[[ Provided records, beginning ]]
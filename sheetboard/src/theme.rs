//! Theme module for sheetboard
//!
//! Centralized color palette and styling constants.

use ratatui::style::Color;

// ============================================================================
// Background Colors
// ============================================================================

/// Primary background color (#0a0e14)
pub const BG_PRIMARY: Color = Color::Rgb(10, 14, 20);

/// Secondary background color, used for cards (#12161c)
pub const BG_SECONDARY: Color = Color::Rgb(18, 22, 28);

/// Tertiary background color, for the selected card (#1a1f26)
pub const BG_TERTIARY: Color = Color::Rgb(26, 31, 38);

/// Subtle border color (#1e2530)
pub const BORDER_SUBTLE: Color = Color::Rgb(30, 37, 48);

// ============================================================================
// Accent Colors
// ============================================================================

/// Primary cyan accent color (#00d4aa)
pub const CYAN_PRIMARY: Color = Color::Rgb(0, 212, 170);

// ============================================================================
// Status Colors
// ============================================================================

/// Green success color (#4ade80)
pub const GREEN_SUCCESS: Color = Color::Rgb(74, 222, 128);

/// Amber warning color (#fbbf24)
pub const AMBER_WARNING: Color = Color::Rgb(251, 191, 36);

/// Red error color (#f87171)
pub const RED_ERROR: Color = Color::Rgb(248, 113, 113);

// ============================================================================
// Text Colors
// ============================================================================

/// Primary text color (#e2e8f0)
pub const TEXT_PRIMARY: Color = Color::Rgb(226, 232, 240);

/// Secondary text color (#94a3b8)
pub const TEXT_SECONDARY: Color = Color::Rgb(148, 163, 184);

/// Muted text color, for labels and hints (#64748b)
pub const TEXT_MUTED: Color = Color::Rgb(100, 116, 139);

// ============================================================================
// Chart Palette
// ============================================================================

/// Slice colors for the status pie chart, cycled when there are more statuses
pub const CHART_PALETTE: [Color; 8] = [
    Color::Rgb(0, 212, 170),   // cyan
    Color::Rgb(251, 191, 36),  // amber
    Color::Rgb(96, 165, 250),  // blue
    Color::Rgb(248, 113, 113), // red
    Color::Rgb(192, 132, 252), // violet
    Color::Rgb(74, 222, 128),  // green
    Color::Rgb(251, 146, 60),  // orange
    Color::Rgb(148, 163, 184), // slate
];

/// Color for the n-th slice of the pie chart
pub fn chart_color(index: usize) -> Color {
    CHART_PALETTE[index % CHART_PALETTE.len()]
}

#[cfg(test)]
mod tests {
    use super::*;

    #[test]
    fn test_chart_color_cycles() {
        assert_eq!(chart_color(0), CHART_PALETTE[0]);
        assert_eq!(chart_color(CHART_PALETTE.len()), CHART_PALETTE[0]);
        assert_eq!(chart_color(3), CHART_PALETTE[3]);
    }
}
[[ Provided records, end ]]
[Exercise goal]
Set down the full listing. Keep every line exact.

[Solution to this task]
filename sheetboard/src/theme.rs
//! Theme module for sheetboard
//!
//! Centralized color palette and styling constants.

use ratatui::style::Color;

// ============================================================================
// Background Colors
// ============================================================================

/// Primary background color (#0a0e14)
pub const BG_PRIMARY: Color = Color::Rgb(10, 14, 20);

/// Secondary background color, used for cards (#12161c)
pub const BG_SECONDARY: Color = Color::Rgb(18, 22, 28);

/// Tertiary background color, for the selected card (#1a1f26)
pub const BG_TERTIARY: Color = Color::Rgb(26, 31, 38);

/// Subtle border color (#1e2530)
pub const BORDER_SUBTLE: Color = Color::Rgb(30, 37, 48);

// ============================================================================
// Accent Colors
// ============================================================================

/// Primary cyan accent color (#00d4aa)
pub const CYAN_PRIMARY: Color = Color::Rgb(0, 212, 170);

// ============================================================================
// Status Colors
// ============================================================================

/// Green success color (#4ade80)
pub const GREEN_SUCCESS: Color = Color::Rgb(74, 222, 128);

/// Amber warning color (#fbbf24)
pub const AMBER_WARNING: Color = Color::Rgb(251, 191, 36);

/// Red error color (#f87171)
pub const RED_ERROR: Color = Color::Rgb(248, 113, 113);

// ============================================================================
// Text Colors
// ============================================================================

/// Primary text color (#e2e8f0)
pub const TEXT_PRIMARY: Color = Color::Rgb(226, 232, 240);

/// Secondary text color (#94a3b8)
pub const TEXT_SECONDARY: Color = Color::Rgb(148, 163, 184);

/// Muted text color, for labels and hints (#64748b)
pub const TEXT_MUTED: Color = Color::Rgb(100, 116, 139);

// ============================================================================
// Chart Palette
// ============================================================================

/// Slice colors for the status pie chart, cycled when there are more statuses
pub const CHART_PALETTE: [Color; 8] = [
    Color::Rgb(0, 212, 170),   // cyan
    Color::Rgb(251, 191, 36),  // amber
    Color::Rgb(96, 165, 250),  // blue
    Color::Rgb(248, 113, 113), // red
    Color::Rgb(192, 132, 252), // violet
    Color::Rgb(74, 222, 128),  // green
    Color::Rgb(251, 146, 60),  // orange
    Color::Rgb(148, 163, 184), // slate
];

/// Color for the n-th slice of the pie chart
pub fn chart_color(index: usize) -> Color {
    CHART_PALETTE[index % CHART_PALETTE.len()]
}

#[cfg(test)]
mod tests {
    use super::*;

    #[test]
    fn test_chart_color_cycles() {
        assert_eq!(chart_color(0), CHART_PALETTE[0]);
        assert_eq!(chart_color(CHART_PALETTE.len()), CHART_PALETTE[0]);
        assert_eq!(chart_color(3), CHART_PALETTE[3]);
    }
}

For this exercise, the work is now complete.